Et ce qu'il vit le troubla bien plus qu'il ne s'y attendait.

Malfoy menait une vie moldu presque banale. Le matin, il sortait Potty dans une cour intérieure, parlait peu aux voisins, saluait poliment la boulangère d'en face. Il partait à la bibliothèque municipale, parfois avec un sandwich qu'il oubliait de manger. Il souriait aux enfants, conseillait les étudiants, parlait doucement. Rien dans ses gestes n'était prétentieux ou supérieur.

Mais parfois, Harry voyait son regard se perdre dans une page. Sa main trembler légèrement. Comme si quelque chose voulait surgir — et qu'il le repoussait sans même savoir pourquoi.

Un jour, en fin d'après-midi, une collègue de Malfoy l'arrêta alors qu'il rangeait des ouvrages :

— Monsieur Malfoy ? Vous allez bien ?

— Oui, répondit-il en forçant un sourire. Juste une migraine. Ça passera.

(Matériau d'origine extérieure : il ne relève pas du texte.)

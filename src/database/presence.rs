use crate::api::middleware::error::ApiResult;
use crate::database::{now_rfc3339, Database};
use crate::models::AgentPresence;

use sqlx::Row;

impl Database {
    /// Record that an agent console is alive right now.
    pub async fn record_heartbeat(&self, agent_id: &str) -> ApiResult<()> {
        let now = now_rfc3339();

        sqlx::query(
            "INSERT INTO agent_presence (agent_id, last_seen_at)
             VALUES (?, ?)
             ON CONFLICT (agent_id) DO UPDATE SET last_seen_at = excluded.last_seen_at",
        )
        .bind(agent_id)
        .bind(&now)
        .execute(self.pool())
        .await?;

        Ok(())
    }

    /// Number of agents whose heartbeat falls inside the staleness window.
    /// RFC 3339 timestamps in UTC compare correctly as text.
    pub async fn count_agents_online(&self, window_secs: i64) -> ApiResult<i64> {
        let cutoff = (time::OffsetDateTime::now_utc() - time::Duration::seconds(window_secs))
            .format(&time::format_description::well_known::Rfc3339)
            .unwrap();

        let row = sqlx::query(
            "SELECT COUNT(*) as count FROM agent_presence WHERE last_seen_at > ?",
        )
        .bind(&cutoff)
        .fetch_one(self.pool())
        .await?;

        let count: i64 = row.try_get("count")?;
        Ok(count)
    }

    pub async fn get_presence(&self, agent_id: &str) -> ApiResult<Option<AgentPresence>> {
        let row = sqlx::query(
            "SELECT agent_id, last_seen_at FROM agent_presence WHERE agent_id = ?",
        )
        .bind(agent_id)
        .fetch_optional(self.pool())
        .await?;

        match row {
            Some(row) => Ok(Some(AgentPresence {
                agent_id: row.try_get("agent_id")?,
                last_seen_at: row.try_get("last_seen_at")?,
            })),
            None => Ok(None),
        }
    }
}
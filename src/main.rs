use std::net::SocketAddr;
use supportline::api::build_router;
use supportline::bootstrap;
use supportline::config::Config;
use supportline::database::Database;
use tracing_subscriber::{layer::SubscriberExt, util::SubscriberInitExt};

#[tokio::main]
async fn main() -> Result<(), Box<dyn std::error::Error>> {
    // Initialize tracing
    tracing_subscriber::registry()
        .with(
            tracing_subscriber::EnvFilter::try_from_default_env()
                .unwrap_or_else(|_| "supportline=debug,tower_http=debug,axum=debug".into()),
        )
        .with(tracing_subscriber::fmt::layer())
        .init();

    // Load configuration
    let config = Config::from_env()?;
    tracing::info!("Configuration loaded");

    // Initialize database connection
    let db = Database::connect(&config.database_url).await?;
    tracing::info!("Database connection established");

    db.ensure_schema().await?;
    tracing::info!("Database schema ensured");

    // Build application state
    let state = bootstrap::build_app_state(db, &config)?;

    // Build router
    let app = build_router(state);

    // Start server
    let addr: SocketAddr = config.server_address().parse()?;
    tracing::info!("listening on {}", addr);
    let listener = tokio::net::TcpListener::bind(addr).await?;
    axum::serve(listener, app).await?;

    Ok(())
}
pub mod api;
pub mod bootstrap;
pub mod config;
pub mod database;
pub mod events;
pub mod models;
pub mod services;

pub use api::middleware::{ApiError, ApiResult};
pub use config::*;
pub use database::Database;
pub use events::*;
pub use models::*;
pub use services::*;
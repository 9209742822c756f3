use crate::api::middleware::{AgentIdentity, ApiError, ApiResult, AppState};
use crate::models::{MessageListResponse, SendMessageRequest};
use axum::{
    extract::{Path, Query, State},
    response::IntoResponse,
    Extension, Json,
};
use serde::Deserialize;

/// Customer sends a message. Creates the conversation on first contact,
/// reopens a resolved one, and routes to either the automated assistant or
/// persist-only depending on whether a human holds the claim.
pub async fn customer_send_message(
    State(state): State<AppState>,
    Path(customer_id): Path<String>,
    Json(request): Json<SendMessageRequest>,
) -> ApiResult<impl IntoResponse> {
    let response = state
        .responder_router
        .handle_customer_message(&customer_id, &request.body)
        .await?;
    Ok(Json(response))
}

/// Customer explicitly asks for a human agent.
pub async fn request_human(
    State(state): State<AppState>,
    Path(customer_id): Path<String>,
) -> ApiResult<impl IntoResponse> {
    let conversation = state.responder_router.request_human(&customer_id).await?;
    Ok(Json(conversation))
}

/// Customer's own conversation, if one exists.
pub async fn get_customer_conversation(
    State(state): State<AppState>,
    Path(customer_id): Path<String>,
) -> ApiResult<impl IntoResponse> {
    let conversation = state
        .db
        .get_conversation_by_customer(&customer_id)
        .await?
        .ok_or_else(|| {
            ApiError::NotFound(format!("No conversation for customer {}", customer_id))
        })?;
    Ok(Json(conversation))
}

/// Agent reply into a conversation the agent currently holds.
pub async fn agent_send_message(
    State(state): State<AppState>,
    identity: Option<Extension<AgentIdentity>>,
    Path(id): Path<String>,
    Json(request): Json<SendMessageRequest>,
) -> ApiResult<impl IntoResponse> {
    let agent = identity
        .map(|Extension(identity)| identity)
        .ok_or_else(|| ApiError::BadRequest("Missing X-Agent-Id header".to_string()))?;

    let message = state
        .message_service
        .send_agent_message(&id, &agent.agent_id, &request.body)
        .await?;
    Ok(Json(message))
}

#[derive(Debug, Deserialize)]
pub struct ListMessagesQuery {
    /// Replay cursor: return only messages with `seq` greater than this.
    /// Zero (the default) replays the whole log.
    #[serde(default)]
    pub after_seq: i64,
}

/// Messages in append order, optionally after a cursor. This is the
/// reconciliation path clients use after an SSE reconnect.
pub async fn list_messages(
    State(state): State<AppState>,
    Path(id): Path<String>,
    Query(query): Query<ListMessagesQuery>,
) -> ApiResult<impl IntoResponse> {
    if query.after_seq < 0 {
        return Err(ApiError::BadRequest(
            "after_seq must be non-negative".to_string(),
        ));
    }

    let messages = state.message_service.list_since(&id, query.after_seq).await?;
    Ok(Json(MessageListResponse { messages }))
}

Ce jour-là, à la surprise générale, Potty était apparu à la bibliothèque. Il ne l'accompagnait jamais, d'ordinaire. Mais il s'était glissé sous le bureau de Draco au moment même où celui-ci était arrivé, sans un bruit, et n'avait pas bougé depuis.

Harry, sous sa cape d'invisibilité, le vit lever les yeux vers lui et miauler doucement.

Comme un avertissement.


Un soir, alors que Malfoy rentrait chez lui, un frisson le parcourut sans raison apparente. Il s'immobilisa dans le couloir, la main sur la poignée de sa porte. À l'intérieur, Potty bondit du rebord de la fenêtre, poussa un miaulement rauque, presque avertisseur, et alla se placer face à l'entrée. Le regard du Fléreur semblait percer l'espace, comme s'il sentait quelque chose de dissonant juste derrière la porte.

Malfoy, troublé, ouvrit. Rien. Pas un bruit. Mais le malaise persistait.

Il se frotta les tempes, incapable de dire ce qui l'angoissait autant.


Quelques jours plus tard. Il faisait encore doux, mais les nuages s'étaient amoncelés d'un coup, lourds, bas. Malfoy rentrait de la bibliothèque, seul, une écharpe autour du cou, les yeux fatigués. Il portait la même veste que le jour de l'attaque. Et Harry sentit la magie changer d'odeur. Le froid. L'électricité dans l'air.

Il dégaina sa baguette.

Malfoy s'arrêta en plein trottoir. Ses pas ralentirent. Il sentit, lui aussi. Une angoisse sourde monta en lui. Il se retourna.

Et ce qu'il vit, c'était l'ombre, la silhouette en capuche, le bras qui se lève.

— Non, souffla-t-il, sans savoir pourquoi.

Un éclair de lumière verte fendit l'air.

Harry surgit dans un grondement de tonnerre, sans cape, sans silence. Il lança un sort de protection qui fit exploser les vitres alentours. L'ombre disparut dans un craquement de transplanage.

Et Malfoy, cette fois, vit tout.

Il vit Harry debout entre lui et la mort.

Il vit sa baguette levée, sa mâchoire serrée, ses yeux verts vrillés dans les siens.

Et il se souvint d'une chose. Une seule.

Le froid. La lumière. Et la voix qui avait crié son nom.

Il s'effondra, sans un mot.

Et cette fois, Harry le rattrapa avant qu'il ne touche le sol.